GDPR is a piece of EU legislation, but it will still be part of UK law for the foreseeable future. Not only has it come into effect before Brexit (after all, the UK is still part of the EU for the time being), GDPR forms the basis for the UK government’s new Data Protection Bill, which is claimed will give the UK some of the “most robust” set of data laws in the world.
Even if the UK decided to relax these rules in the future, any business that handled the data of EU citizens would still have to be GDPR compliant. So, delaying implementation until the UK leaves the EU in 2019 is not an option.
It’s not just customers you will have to think about, it’s employees too. Data controllers will be required to use information only for the specific purpose for which it has been authorised, and only collect what is necessary. Retention policies should ensure any unneeded data is deleted routinely, while employees will have the same rights to demand their data is deleted or given to them in a readable format that could potentially handed to a future employer.
One of the biggest issues in HR will be the legal acquisition of data, according to law firm Taylor Wessing. Because of the imbalance in the relationship between employee and employer, it is highly unlikely that a worker will have a free choice in giving consent, and there is unlikely to be a genuine alternative to withholding permission. After all, this is hardly saying ‘no’ to a mailing list.
In this case, an alternative legal mechanism known as ‘legitimate interest’ can be used, so long as there is full transparency and the employer’s interest does not outweigh the employee’s personal freedoms.
Marketing departments have been particularly concerned about the impact of GDPR. In a sector where personal information is king and databases have been grown over a long period of time, many marketers will be worried about their databases suddenly becoming unusable.
The GDPR makes it clear that organisations must obtain consent from the user for their information to be used. This must be in plain and simple language and there must be an active action. This means no pre-ticked boxes in online forms or an assumption that silence is consent.

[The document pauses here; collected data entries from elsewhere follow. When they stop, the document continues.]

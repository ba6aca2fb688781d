use chrono::{NaiveDate, NaiveDateTime};
use sqlx::mysql::{MySqlConnectOptions, MySqlConnection, MySqlDatabaseError, MySqlRow};
use sqlx::{Column, Connection, Executor, Row as _, TypeInfo};
use tracing::{debug, error, info, warn};

use super::{ConnectionSettings, DatabaseError, ResultSet, Row, ScalarValue};

pub async fn execute(
    statement: &str,
    settings: &ConnectionSettings,
) -> Result<ResultSet, DatabaseError> {
    let mut options = MySqlConnectOptions::new()
        .host(&settings.host)
        .username(&settings.user)
        .password(&settings.password)
        .database(&settings.database);
    if let Some(port) = settings.port {
        options = options.port(port);
    }

    debug!("Connecting to MySQL at {} as {}", settings.host, settings.user);
    let mut conn = MySqlConnection::connect_with(&options)
        .await
        .map_err(database_error)?;

    let result = run(&mut conn, statement, &settings.database).await;

    // Close on every path, the statement outcome is returned regardless.
    if let Err(e) = conn.close().await {
        warn!("Failed to close MySQL connection cleanly: {}", e);
    }

    result
}

async fn run(
    conn: &mut MySqlConnection,
    statement: &str,
    database: &str,
) -> Result<ResultSet, DatabaseError> {
    // Raw SQL goes over the text protocol; USE cannot be prepared.
    let use_database = format!("USE `{}`;", database.replace('`', "``"));
    conn.execute(sqlx::raw_sql(&use_database))
        .await
        .map_err(database_error)?;

    let rows = conn
        .fetch_all(sqlx::raw_sql(statement))
        .await
        .map_err(database_error)?;

    let columns = rows
        .first()
        .map(|row| {
            row.columns()
                .iter()
                .map(|column| column.name().to_string())
                .collect()
        })
        .unwrap_or_default();

    let rows = rows.iter().map(convert_row).collect::<Vec<_>>();
    info!("MySQL statement returned {} rows", rows.len());

    Ok(ResultSet { columns, rows })
}

fn database_error(err: sqlx::Error) -> DatabaseError {
    let converted = match &err {
        sqlx::Error::Database(db_err) => {
            let code = db_err
                .try_downcast_ref::<MySqlDatabaseError>()
                .map(|mysql_err| mysql_err.number().to_string())
                .or_else(|| db_err.code().map(|code| code.into_owned()));
            DatabaseError::new(code, db_err.message())
        }
        other => DatabaseError::new(None, other.to_string()),
    };

    error!("{}", converted);
    converted
}

fn convert_row(row: &MySqlRow) -> Row {
    let mut converted = Row::default();
    for (idx, column) in row.columns().iter().enumerate() {
        let value = convert_cell(row, idx, column.type_info().name());
        converted.push(column.name(), value);
    }
    converted
}

fn convert_cell(row: &MySqlRow, idx: usize, type_name: &str) -> ScalarValue {
    let base_type = type_name.trim_end_matches(" UNSIGNED");

    match base_type {
        "DATETIME" | "TIMESTAMP" => {
            if let Ok(value) = row.try_get::<Option<NaiveDateTime>, _>(idx) {
                return value.map_or(ScalarValue::Null, ScalarValue::DateTime);
            }
        }
        "DATE" => {
            if let Ok(value) = row.try_get::<Option<NaiveDate>, _>(idx) {
                return value.map_or(ScalarValue::Null, ScalarValue::Date);
            }
        }
        _ => {}
    }

    // Text protocol: every value arrives as its textual form.
    let text = match row.try_get_unchecked::<Option<String>, _>(idx) {
        Ok(Some(text)) => text,
        Ok(None) => return ScalarValue::Null,
        Err(_) => match row.try_get_unchecked::<Option<Vec<u8>>, _>(idx) {
            Ok(Some(bytes)) => String::from_utf8_lossy(&bytes).into_owned(),
            Ok(None) => return ScalarValue::Null,
            Err(e) => {
                warn!("Could not decode column {} ({}): {}", idx, type_name, e);
                return ScalarValue::Null;
            }
        },
    };

    parse_text_value(base_type, text)
}

fn parse_text_value(base_type: &str, text: String) -> ScalarValue {
    match base_type {
        "BOOLEAN" => match text.as_str() {
            "0" => ScalarValue::Bool(false),
            "1" => ScalarValue::Bool(true),
            _ => ScalarValue::Text(text),
        },
        "TINYINT" | "SMALLINT" | "MEDIUMINT" | "INT" | "BIGINT" | "YEAR" => {
            match text.parse::<i64>() {
                Ok(value) => ScalarValue::Int(value),
                // BIGINT UNSIGNED beyond i64
                Err(_) => text
                    .parse::<f64>()
                    .map(ScalarValue::Float)
                    .unwrap_or(ScalarValue::Text(text)),
            }
        }
        "FLOAT" | "DOUBLE" | "DECIMAL" => text
            .parse::<f64>()
            .map(ScalarValue::Float)
            .unwrap_or(ScalarValue::Text(text)),
        _ => ScalarValue::Text(text),
    }
}

#[cfg(test)]
mod tests {
    use super::*;
    use crate::db::Backend;

    #[test]
    fn integers_parse_from_text() {
        assert_eq!(parse_text_value("INT", "42".to_string()), ScalarValue::Int(42));
        assert_eq!(parse_text_value("YEAR", "2006".to_string()), ScalarValue::Int(2006));
        assert_eq!(
            parse_text_value("BIGINT", "18446744073709551615".to_string()),
            ScalarValue::Float(18446744073709551615.0)
        );
    }

    #[test]
    fn decimals_become_floats() {
        assert_eq!(
            parse_text_value("DECIMAL", "4.99".to_string()),
            ScalarValue::Float(4.99)
        );
    }

    #[test]
    fn booleans_parse_from_tinyint_text() {
        assert_eq!(parse_text_value("BOOLEAN", "1".to_string()), ScalarValue::Bool(true));
        assert_eq!(parse_text_value("BOOLEAN", "0".to_string()), ScalarValue::Bool(false));
    }

    #[test]
    fn other_types_stay_text() {
        assert_eq!(
            parse_text_value("ENUM", "PG-13".to_string()),
            ScalarValue::from("PG-13")
        );
        assert_eq!(
            parse_text_value("TIME", "01:02:03".to_string()),
            ScalarValue::from("01:02:03")
        );
    }

    #[tokio::test]
    async fn unreachable_server_is_a_database_error() {
        let settings = ConnectionSettings {
            backend: Backend::MySql,
            host: "127.0.0.1".to_string(),
            // Nothing listens on port 1
            port: Some(1),
            user: "nobody".to_string(),
            password: "wrong".to_string(),
            database: "sakila".to_string(),
        };

        let err = execute("SELECT title FROM film;", &settings)
            .await
            .unwrap_err();
        assert!(!err.message.is_empty());
        assert_eq!(err.hint(), None);
    }

    fn assert_send<T: Send>(_: T) {}

    #[test]
    fn execution_future_is_send() {
        let settings = ConnectionSettings {
            backend: Backend::MySql,
            host: "127.0.0.1".to_string(),
            port: Some(1),
            user: "nobody".to_string(),
            password: "wrong".to_string(),
            database: "sakila".to_string(),
        };
        assert_send(execute("SELECT 1;", &settings));
    }
}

This explains why so many companies have been sending out email requests for consent before the May 25th deadline.
GDPR could even be an opportunity. The necessary preparation for compliance will mean you understand your data better, mean it is organised more effectively and is protected more securely. This could enable to embrace new technologies such as machine learning and artificial intelligence, or share data with third parties in a secure, responsible manner.

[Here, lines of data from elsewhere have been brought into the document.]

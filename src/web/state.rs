use crate::config::AppConfig;
use crate::llm::LlmManager;
use crate::pipeline::Assistant;
use crate::prompt::{PromptTemplate, few_shot_examples};
use crate::recall::chroma::ChromaClient;
use crate::recall::{SimilarityRecall, embedder};
use crate::web::templates::init_templates;
use minijinja::Environment;
use serde::Serialize;
use std::fmt;
use std::sync::Arc;
use tracing::{error, info, warn};

/// Whether similarity recall can be used for this process.
#[derive(Debug, Clone, PartialEq, Eq, Serialize)]
#[serde(tag = "state", content = "detail", rename_all = "snake_case")]
pub enum RecallStatus {
    Disabled,
    Available(String),
    Unavailable(String),
}

impl fmt::Display for RecallStatus {
    fn fmt(&self, f: &mut fmt::Formatter<'_>) -> fmt::Result {
        match self {
            RecallStatus::Disabled => write!(f, "disabled"),
            RecallStatus::Available(collection) => write!(f, "using collection '{}'", collection),
            RecallStatus::Unavailable(reason) => write!(f, "unavailable ({})", reason),
        }
    }
}

/// Shared application state for the web server
pub struct AppState {
    pub config: AppConfig,
    pub assistant: Assistant,
    pub template_env: Environment<'static>,
    pub recall_status: RecallStatus,
    pub startup_time: chrono::DateTime<chrono::Utc>,
}

impl AppState {
    pub fn new(
        config: AppConfig,
        assistant: Assistant,
        recall_status: RecallStatus,
    ) -> Result<Self, minijinja::Error> {
        Ok(Self {
            config,
            assistant,
            template_env: init_templates()?,
            recall_status,
            startup_time: chrono::Utc::now(),
        })
    }

    /// Builds everything a request needs from configuration, once.
    pub async fn initialize(
        config: AppConfig,
    ) -> Result<Self, Box<dyn std::error::Error + Send + Sync>> {
        info!("Building schema prompt");
        let prompt = Arc::new(PromptTemplate::build(&few_shot_examples())?);

        info!("Initializing LLM manager with backend: {}", config.llm.backend);
        let llm = LlmManager::new(&config.llm)?;

        let (recall, recall_status) = connect_recall(&config).await;

        let assistant = Assistant::new(
            prompt,
            llm,
            recall,
            config.recall.top_k,
            config.database.connection_settings(),
        );

        Ok(Self::new(config, assistant, recall_status)?)
    }
}

/// Checks the vector store once; a failure leaves recall off for the session.
async fn connect_recall(config: &AppConfig) -> (Option<SimilarityRecall>, RecallStatus) {
    if !config.recall.enabled {
        info!("Similarity recall disabled");
        return (None, RecallStatus::Disabled);
    }

    let embedder = match embedder::from_config(&config.embedding) {
        Ok(embedder) => embedder,
        Err(e) => {
            error!("Failed to set up embedding model: {}", e);
            return (None, RecallStatus::Unavailable(e.to_string()));
        }
    };

    match ChromaClient::connect(&config.vector_store).await {
        Ok(collection) => {
            info!("Connected to Chroma at {}", config.vector_store.url);
            let status = RecallStatus::Available(collection.name().to_string());
            let recall = SimilarityRecall::new(Arc::from(embedder), Arc::new(collection));
            (Some(recall), status)
        }
        Err(e) => {
            error!("Failed to connect to Chroma: {}", e);
            warn!("Please make sure the Chroma server is running; continuing without recall");
            (None, RecallStatus::Unavailable(e.to_string()))
        }
    }
}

What’s more, if you are compliant with GDPR, you are more than likely going to be compliant with future legislation in other countries and regions as it is likely that GDPR will be the ‘gold standard’ for other regulators around the world.
While GDPR will require organisations to overhaul cultures and processes that have served them well over the years, the technology industry has been working hard to provide tools that do much of the hard work for them.

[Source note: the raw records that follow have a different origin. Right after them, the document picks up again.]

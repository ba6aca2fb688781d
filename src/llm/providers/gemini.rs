use crate::config::LlmConfig;
use crate::llm::{LlmError, SqlGenerator, finish_reply, http_client};
use async_trait::async_trait;
use serde::{Deserialize, Serialize};
use tracing::{debug, error, info};

const DEFAULT_API_URL: &str = "https://generativelanguage.googleapis.com/v1beta";

/// Google Gemini through the Generative Language REST API.
pub struct GeminiProvider {
    client: reqwest::Client,
    api_url: String,
    api_key: String,
    model: String,
}

#[derive(Serialize, Debug)]
struct GenerateContentRequest {
    contents: Vec<Content>,
}

#[derive(Serialize, Deserialize, Debug)]
struct Content {
    #[serde(skip_serializing_if = "Option::is_none")]
    role: Option<String>,
    #[serde(default)]
    parts: Vec<Part>,
}

#[derive(Serialize, Deserialize, Debug)]
struct Part {
    #[serde(default)]
    text: String,
}

#[derive(Deserialize, Debug)]
#[serde(rename_all = "camelCase")]
struct GenerateContentResponse {
    #[serde(default)]
    candidates: Vec<Candidate>,
    prompt_feedback: Option<serde_json::Value>,
}

#[derive(Deserialize, Debug)]
#[serde(rename_all = "camelCase")]
struct Candidate {
    content: Option<Content>,
    finish_reason: Option<String>,
}

impl GeminiProvider {
    pub fn new(config: &LlmConfig) -> Result<Self, LlmError> {
        let api_key = config.api_key.clone().ok_or_else(|| {
            LlmError::ConfigError("API key is required for the Gemini provider".to_string())
        })?;

        let api_url = config
            .api_url
            .clone()
            .unwrap_or_else(|| DEFAULT_API_URL.to_string());

        Ok(Self {
            client: http_client(config)?,
            api_url: api_url.trim_end_matches('/').to_string(),
            api_key,
            model: config.model.clone(),
        })
    }

    fn endpoint(&self) -> String {
        format!("{}/models/{}:generateContent", self.api_url, self.model)
    }
}

fn build_request(question: &str, instructions: &str) -> GenerateContentRequest {
    GenerateContentRequest {
        contents: vec![Content {
            role: Some("user".to_string()),
            parts: vec![
                Part {
                    text: instructions.to_string(),
                },
                Part {
                    text: question.to_string(),
                },
            ],
        }],
    }
}

fn reply_text(response: GenerateContentResponse) -> Result<String, LlmError> {
    let Some(candidate) = response.candidates.into_iter().next() else {
        return Err(LlmError::ResponseError(match response.prompt_feedback {
            Some(feedback) => format!("No candidates in response, prompt feedback: {}", feedback),
            None => "No candidates in response".to_string(),
        }));
    };

    let text = candidate
        .content
        .map(|content| {
            content
                .parts
                .into_iter()
                .map(|part| part.text)
                .collect::<String>()
        })
        .unwrap_or_default();

    if text.trim().is_empty() {
        return Err(LlmError::ResponseError(format!(
            "Candidate has no text (finish reason: {})",
            candidate.finish_reason.as_deref().unwrap_or("unknown")
        )));
    }

    finish_reply(&text)
}

#[async_trait]
impl SqlGenerator for GeminiProvider {
    async fn generate(&self, question: &str, instructions: &str) -> Result<String, LlmError> {
        info!("Sending request to Gemini with model: {}", self.model);

        let response = self
            .client
            .post(self.endpoint())
            .header("x-goog-api-key", &self.api_key)
            .json(&build_request(question, instructions))
            .send()
            .await
            .map_err(|e| LlmError::ConnectionError(e.to_string()))?;

        if !response.status().is_success() {
            let status = response.status();
            let error_body = match response.text().await {
                Ok(body) => format!(" - Response body: {}", body),
                Err(_) => String::new(),
            };

            error!("Gemini API responded with status code: {}{}", status, error_body);
            return Err(LlmError::ResponseError(format!(
                "Gemini API responded with status code: {}{}",
                status, error_body
            )));
        }

        let response_text = response
            .text()
            .await
            .map_err(|e| LlmError::ResponseError(format!("Failed to read response body: {}", e)))?;
        debug!("Raw response from Gemini: {}", response_text);

        let parsed = serde_json::from_str::<GenerateContentResponse>(&response_text)
            .map_err(|e| {
                LlmError::ResponseError(format!("Failed to parse Gemini response: {}", e))
            })?;

        reply_text(parsed)
    }
}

For example, using a cloud service like Microsoft Azure or Office 365 means you benefit from the compliancy features built into the platforms, while other services have retention policy settings and enterprise-grade security.
Data visibility is also improved by these services, allowing you to know where data is stored and how it is being used, rather than traditional IT systems on which data is hard to track and can be siloed.
Mobile Device Management (MDM) products can limit who has access to what information on what device. The loss of a device, such as a smartphone, doesn’t have to be catastrophic if the data is encrypted and cannot be remote wiped. If not, you could be in line for a hefty fine.
GDPR can be a daunting prospect and the clock is ticking. But there’s still enough time to ensure you aren’t caught out. Familiarise yourself with the basics, make some changes and embrace a revolution in privacy that doesn’t necessarily have to be damaging to your business.